## Work request
Among the entries that follow, find every line with the word "period" and copy it.

## Input material

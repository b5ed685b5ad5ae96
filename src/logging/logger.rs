//! The logger
//!
//! A [`Logger`] owns its threshold, its sinks and one mutex guarding all of them. Every
//! accepted message is formatted once and written to the console and, when enabled, to
//! the dated file while the lock is held, so lines from concurrent callers never interleave.
//!
//! Share one instance through `Arc<Logger>`; there is no global.

use std::fmt;
use std::io::{self, Write};
use std::path::PathBuf;
use std::sync::{Mutex, MutexGuard, PoisonError};

use chrono::{DateTime, Local, NaiveDate};

use super::file_writer::DatedFile;
use super::format::format_line;
use super::level::Severity;
use crate::config::{LogDirPolicy, LoggerConfig, LOGS_DIR_NAME};
use crate::error::{LogError, Result};

/// Source of the current time
type Clock = Box<dyn Fn() -> DateTime<Local> + Send + Sync>;

/// Everything the lock guards
struct State {
    threshold: Severity,
    console: Box<dyn Write + Send>,
    errors: Box<dyn Write + Send>,
    file: Option<DatedFile>,
    /// Day whose rollover already failed; not retried until the date changes again
    failed_rollover: Option<NaiveDate>,
}
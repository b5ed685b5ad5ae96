//! Error types for the logger

use std::io;
use std::path::{Path, PathBuf};

use thiserror::Error;

/// Failures of the logger's own file handling
///
/// These are the only fallible operations; writing log lines never returns an error.
#[derive(Debug, Error)]
pub enum LogError {
    /// The log directory could not be resolved or created
    #[error("Failed to create log directory {}: {source}", .path.display())]
    DirectoryCreation {
        path: PathBuf,
        #[source]
        source: io::Error,
    },

    /// The dated log file could not be opened for appending
    #[error("Failed to open log file {}: {source}", .path.display())]
    FileOpen {
        path: PathBuf,
        #[source]
        source: io::Error,
    },
}

impl LogError {
    /// Path the failed operation was working on
    pub fn path(&self) -> &Path {
        match self {
            LogError::DirectoryCreation { path, .. } | LogError::FileOpen { path, .. } => {
                path.as_path()
            }
        }
    }

    /// Underlying IO error
    pub fn io_error(&self) -> &io::Error {
        match self {
            LogError::DirectoryCreation { source, .. } | LogError::FileOpen { source, .. } => {
                source
            }
        }
    }
}

/// Result alias for logger operations
pub type Result<T> = std::result::Result<T, LogError>;
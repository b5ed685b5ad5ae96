//! Log file retention management
//!
//! Removes dated log files whose date is older than the retention period. The date comes
//! from the file name, not the modification time, so a file appended to late is still
//! judged by the day it belongs to.

use std::fs;
use std::path::Path;

use anyhow::{Context, Result};
use chrono::{Local, NaiveDate};

use super::file_writer::date_from_file_name;
use crate::config::DEFAULT_EXTENSION;

/// Default retention period in days
pub const DEFAULT_RETENTION_DAYS: u64 = 7;

/// Clean up `.log` files older than the default retention period
///
/// Returns the number of files deleted.
pub fn cleanup_old_logs_default(logs_dir: &Path) -> Result<usize> {
    cleanup_old_logs(logs_dir, DEFAULT_RETENTION_DAYS, DEFAULT_EXTENSION)
}

/// Clean up dated files more than `retention_days` days before today
///
/// Returns the number of files deleted.
pub fn cleanup_old_logs(logs_dir: &Path, retention_days: u64, extension: &str) -> Result<usize> {
    let today = Local::now().date_naive();
    let cutoff = today
        .checked_sub_days(chrono::Days::new(retention_days))
        .unwrap_or(NaiveDate::MIN);
    cleanup_logs_before(logs_dir, cutoff, extension)
}

/// Delete dated files whose date is strictly before `cutoff`
///
/// Files whose names are not `YYYY-MM-DD.<extension>` are never touched. A missing
/// directory counts as nothing to do.
pub fn cleanup_logs_before(logs_dir: &Path, cutoff: NaiveDate, extension: &str) -> Result<usize> {
    if !logs_dir.exists() {
        return Ok(0);
    }

    let mut deleted_count = 0;

    let entries = fs::read_dir(logs_dir)
        .with_context(|| format!("Failed to read log directory {}", logs_dir.display()))?;
    for entry in entries {
        let entry = entry?;
        let path = entry.path();

        let Some(date) = path
            .file_name()
            .and_then(|n| n.to_str())
            .and_then(|n| date_from_file_name(n, extension))
        else {
            continue;
        };

        if date < cutoff && path.is_file() && fs::remove_file(&path).is_ok() {
            deleted_count += 1;
        }
    }

    Ok(deleted_count)
}
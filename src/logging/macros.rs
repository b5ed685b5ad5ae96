//! Formatted logging macros
//!
//! Each takes a logger (anything that derefs to [`Logger`](crate::Logger)) followed by
//! `format!`-style arguments. Nothing is formatted when the level is filtered out.

/// Log at an explicit level: `log_at!(logger, Severity::Warn, "retry {}", n)`
#[macro_export]
macro_rules! log_at {
    ($logger:expr, $level:expr, $($arg:tt)+) => {
        $logger.log_fmt($level, ::std::format_args!($($arg)+))
    };
}

/// Log at DEBUG
#[macro_export]
macro_rules! log_debug {
    ($logger:expr, $($arg:tt)+) => {
        $crate::log_at!($logger, $crate::Severity::Debug, $($arg)+)
    };
}

/// Log at INFO
#[macro_export]
macro_rules! log_info {
    ($logger:expr, $($arg:tt)+) => {
        $crate::log_at!($logger, $crate::Severity::Info, $($arg)+)
    };
}

/// Log at WARN
#[macro_export]
macro_rules! log_warn {
    ($logger:expr, $($arg:tt)+) => {
        $crate::log_at!($logger, $crate::Severity::Warn, $($arg)+)
    };
}

/// Log at ERROR
#[macro_export]
macro_rules! log_error {
    ($logger:expr, $($arg:tt)+) => {
        $crate::log_at!($logger, $crate::Severity::Error, $($arg)+)
    };
}
//! Line format
//!
//! Every sink receives the same text: `LEVEL [RFC3339 timestamp] message`.

use chrono::{DateTime, FixedOffset, SecondsFormat, TimeZone};

use super::level::Severity;

/// Render one log line, without the trailing newline
pub fn format_line<Tz>(level: Severity, timestamp: &DateTime<Tz>, message: &str) -> String
where
    Tz: TimeZone,
    Tz::Offset: std::fmt::Display,
{
    format!(
        "{} [{}] {}",
        level.as_str(),
        timestamp.to_rfc3339_opts(SecondsFormat::Secs, true),
        message
    )
}

/// A line split back into its fields
#[derive(Debug, Clone, PartialEq, Eq)]
pub struct ParsedLine {
    pub level: Severity,
    pub timestamp: DateTime<FixedOffset>,
    pub message: String,
}

/// Parse a line produced by [`format_line`]
///
/// Returns None for anything else, including torn or interleaved output.
pub fn parse_line(line: &str) -> Option<ParsedLine> {
    let line = line.strip_suffix('\n').unwrap_or(line);

    let (name, rest) = line.split_once(' ')?;
    // Exact names only; `FromStr` is lenient, the writer is not
    let level = Severity::ALL
        .into_iter()
        .find(|level| level.as_str() == name)?;

    let rest = rest.strip_prefix('[')?;
    let (timestamp, message) = rest.split_once("] ")?;
    let timestamp = DateTime::parse_from_rfc3339(timestamp).ok()?;

    Some(ParsedLine {
        level,
        timestamp,
        message: message.to_string(),
    })
}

## Solution for this exercise
//! Removes dated log files whose date is older than the retention period. The date comes
/// Default retention period in days
/// Clean up `.log` files older than the default retention period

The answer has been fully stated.